* What you have to do *
Each line from the first down to the one containing "async fn main()" should be returned exactly as it appears below.

* Material provided *
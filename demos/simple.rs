use std::{sync::Arc, time::Duration};

use actix_web::{App, HttpServer, Responder, web};
use sliding_window_ratelimit::{
    RateLimit, SlidingWindowLimiter,
    config::{RateLimitConfig, WindowConfig},
    store::MemoryStore,
};

async fn index() -> impl Responder {
    "Hello world!"
}

#[actix_web::main]
async fn main() -> std::io::Result<()> {
    // Allow 3 requests per 10-second window
    let window = WindowConfig::new(3, Duration::from_secs(10))
        .map_err(|err| std::io::Error::new(std::io::ErrorKind::InvalidInput, err))?;

    // In-process store; one limiter shared by every worker thread
    let limiter = Arc::new(SlidingWindowLimiter::new(window, MemoryStore::new()));

    println!("🚀 Starting server at http://127.0.0.1:8080");
    println!(
        "📊 Rate limit: {} requests per {} seconds",
        window.limit(),
        window.window().as_secs()
    );
    println!("🧪 Test with: curl http://localhost:8080/");

    HttpServer::new(move || {
        App::new()
            .wrap(RateLimit::new(RateLimitConfig::default(), limiter.clone()))
            .route("/", web::get().to(index))
    })
    .bind(("127.0.0.1", 8080))?
    .run()
    .await
}
use actix_service::{Service, Transform};
use actix_web::{
    Error,
    body::EitherBody,
    dev::{ServiceRequest, ServiceResponse},
};
use futures_util::future::{LocalBoxFuture, Ready, ok};
use log::error;
use std::{
    rc::Rc,
    sync::Arc,
    task::{Context, Poll},
};

use crate::{
    RateLimiter,
    config::{FailurePolicy, RateLimitConfig},
};

/// actix-web middleware factory that puts a [`RateLimiter`] in front of a service.
///
/// The limiter decides; this layer maps the decision to HTTP and owns the
/// policy for limiter failures (see [`FailurePolicy`]).
pub struct RateLimit<L>
where
    L: RateLimiter,
{
    limiter: Arc<L>,
    config: Arc<RateLimitConfig>,
}

impl<L> RateLimit<L>
where
    L: RateLimiter,
{
    pub fn new(config: RateLimitConfig, limiter: L) -> Self {
        Self {
            limiter: Arc::new(limiter),
            config: Arc::new(config),
        }
    }
}

impl<S, B, L> Transform<S, ServiceRequest> for RateLimit<L>
where
    S: Service<ServiceRequest, Response = ServiceResponse<B>, Error = Error> + 'static,
    S::Future: 'static,
    B: 'static,
    L: RateLimiter + 'static,
{
    type Response = ServiceResponse<EitherBody<B>>;
    type Error = Error;
    type Transform = RateLimitMiddleware<S>;
    type InitError = ();
    type Future = Ready<Result<Self::Transform, Self::InitError>>;

    fn new_transform(&self, service: S) -> Self::Future {
        ok(RateLimitMiddleware {
            service: Rc::new(service),
            limiter: self.limiter.clone(),
            config: self.config.clone(),
        })
    }
}

pub struct RateLimitMiddleware<S> {
    service: Rc<S>,
    limiter: Arc<dyn RateLimiter>,
    config: Arc<RateLimitConfig>,
}

impl<S, B> Service<ServiceRequest> for RateLimitMiddleware<S>
where
    S: Service<ServiceRequest, Response = ServiceResponse<B>, Error = Error> + 'static,
    S::Future: 'static,
    B: 'static,
{
    type Response = ServiceResponse<EitherBody<B>>;
    type Error = Error;
    type Future = LocalBoxFuture<'static, Result<Self::Response, Self::Error>>;

    fn poll_ready(&self, cx: &mut Context<'_>) -> Poll<Result<(), Self::Error>> {
        self.service.poll_ready(cx)
    }

    fn call(&self, req: ServiceRequest) -> Self::Future {
        let service = Rc::clone(&self.service);
        let limiter = Arc::clone(&self.limiter);
        let config = Arc::clone(&self.config);

        Box::pin(async move {
            let id = (config.get_id)(&req);

            match limiter.allow_request(&id).await {
                Ok(true) => {}
                Ok(false) => {
                    let res = (config.on_exceed)(&id, &req);
                    return Ok(req.into_response(res).map_into_right_body());
                }
                Err(err) => match config.failure_policy {
                    FailurePolicy::Open => {
                        error!("Rate limiter failed for {}, letting request through: {}", id, err);
                    }
                    FailurePolicy::Closed => {
                        error!("Rate limiter failed for {}, rejecting request: {}", id, err);
                        let res = (config.on_store_error)(&id, &err, &req);
                        return Ok(req.into_response(res).map_into_right_body());
                    }
                },
            }

            let res = service.call(req).await?;
            Ok(res.map_into_left_body())
        })
    }
}

#[cfg(test)]
mod tests {
    use super::*;
    use crate::{
        SlidingWindowLimiter,
        clock::ManualClock,
        config::WindowConfig,
        error::StoreError,
        store::{MemoryStore, Script, WindowStore},
    };
    use actix_web::{App, HttpResponse, http::StatusCode, test, web};
    use async_trait::async_trait;

    struct DownStore;

    #[async_trait]
    impl WindowStore for DownStore {
        async fn remove_scores_below(&self, _: &str, _: i64) -> Result<u64, StoreError> {
            Err(StoreError::Script("connection refused".into()))
        }

        async fn count_in_range(&self, _: &str, _: i64, _: i64) -> Result<u64, StoreError> {
            Err(StoreError::Script("connection refused".into()))
        }

        async fn add_scored(&self, _: &str, _: i64, _: &str) -> Result<bool, StoreError> {
            Err(StoreError::Script("connection refused".into()))
        }

        async fn set_expiry(&self, _: &str, _: u64) -> Result<(), StoreError> {
            Err(StoreError::Script("connection refused".into()))
        }

        async fn execute_atomically(&self, _: &Script, _: &[String], _: &[String]) -> Result<i64, StoreError> {
            Err(StoreError::Script("connection refused".into()))
        }
    }

    fn by_header() -> RateLimitConfig {
        RateLimitConfig::default().id(|req| {
            req.headers()
                .get("X-Client-Id")
                .and_then(|h| h.to_str().ok())
                .unwrap_or("anonymous")
                .to_string()
        })
    }

    fn memory_limiter(limit: u64) -> SlidingWindowLimiter<MemoryStore> {
        let clock = Arc::new(ManualClock::new(0));
        let config = WindowConfig::from_millis(limit, 60_000).unwrap();
        SlidingWindowLimiter::new(config, MemoryStore::with_clock(clock.clone())).with_clock(clock)
    }

    fn down_limiter() -> SlidingWindowLimiter<DownStore> {
        let config = WindowConfig::from_millis(1, 60_000).unwrap();
        SlidingWindowLimiter::new(config, DownStore)
    }

    async fn index() -> HttpResponse {
        HttpResponse::Ok().body("ok")
    }

    #[actix_web::test]
    async fn test_denies_with_429_after_limit() {
        let app = test::init_service(
            App::new()
                .wrap(RateLimit::new(by_header(), memory_limiter(2)))
                .route("/", web::get().to(index)),
        )
        .await;

        for _ in 0..2 {
            let req = test::TestRequest::get().uri("/").insert_header(("X-Client-Id", "a")).to_request();
            assert_eq!(test::call_service(&app, req).await.status(), StatusCode::OK);
        }

        let req = test::TestRequest::get().uri("/").insert_header(("X-Client-Id", "a")).to_request();
        assert_eq!(test::call_service(&app, req).await.status(), StatusCode::TOO_MANY_REQUESTS);

        let req = test::TestRequest::get().uri("/").insert_header(("X-Client-Id", "b")).to_request();
        assert_eq!(test::call_service(&app, req).await.status(), StatusCode::OK);
    }

    #[actix_web::test]
    async fn test_custom_exceeded_response() {
        let config = by_header().exceeded(|id, _req| HttpResponse::Forbidden().body(format!("no more for {id}")));
        let app = test::init_service(
            App::new()
                .wrap(RateLimit::new(config, memory_limiter(1)))
                .route("/", web::get().to(index)),
        )
        .await;

        let req = test::TestRequest::get().uri("/").to_request();
        assert_eq!(test::call_service(&app, req).await.status(), StatusCode::OK);

        let req = test::TestRequest::get().uri("/").to_request();
        let body = test::call_and_read_body(&app, req).await;
        assert_eq!(body, "no more for anonymous");
    }

    #[actix_web::test]
    async fn test_store_failure_fails_closed_by_default() {
        let app = test::init_service(
            App::new()
                .wrap(RateLimit::new(by_header(), down_limiter()))
                .route("/", web::get().to(index)),
        )
        .await;

        let req = test::TestRequest::get().uri("/").to_request();
        assert_eq!(test::call_service(&app, req).await.status(), StatusCode::SERVICE_UNAVAILABLE);
    }

    #[actix_web::test]
    async fn test_store_failure_fails_open_when_configured() {
        let config = by_header().failure_policy(FailurePolicy::Open);
        let app = test::init_service(
            App::new()
                .wrap(RateLimit::new(config, down_limiter()))
                .route("/", web::get().to(index)),
        )
        .await;

        let req = test::TestRequest::get().uri("/").to_request();
        assert_eq!(test::call_service(&app, req).await.status(), StatusCode::OK);
    }

    #[actix_web::test]
    async fn test_empty_identity_goes_through_failure_policy() {
        let config = RateLimitConfig::default()
            .id(|_req| String::new())
            .store_error(|_id, _err, _req| HttpResponse::BadRequest().finish());
        let app = test::init_service(
            App::new()
                .wrap(RateLimit::new(config, memory_limiter(5)))
                .route("/", web::get().to(index)),
        )
        .await;

        let req = test::TestRequest::get().uri("/").to_request();
        assert_eq!(test::call_service(&app, req).await.status(), StatusCode::BAD_REQUEST);
    }
}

* Reply *
filename demos/simple.rs
use std::{sync::Arc, time::Duration};

use actix_web::{App, HttpServer, Responder, web};
use sliding_window_ratelimit::{
    RateLimit, SlidingWindowLimiter,
    config::{RateLimitConfig, WindowConfig},
    store::MemoryStore,
};

async fn index() -> impl Responder {
    "Hello world!"
}

#[actix_web::main]
async fn main() -> std::io::Result<()> {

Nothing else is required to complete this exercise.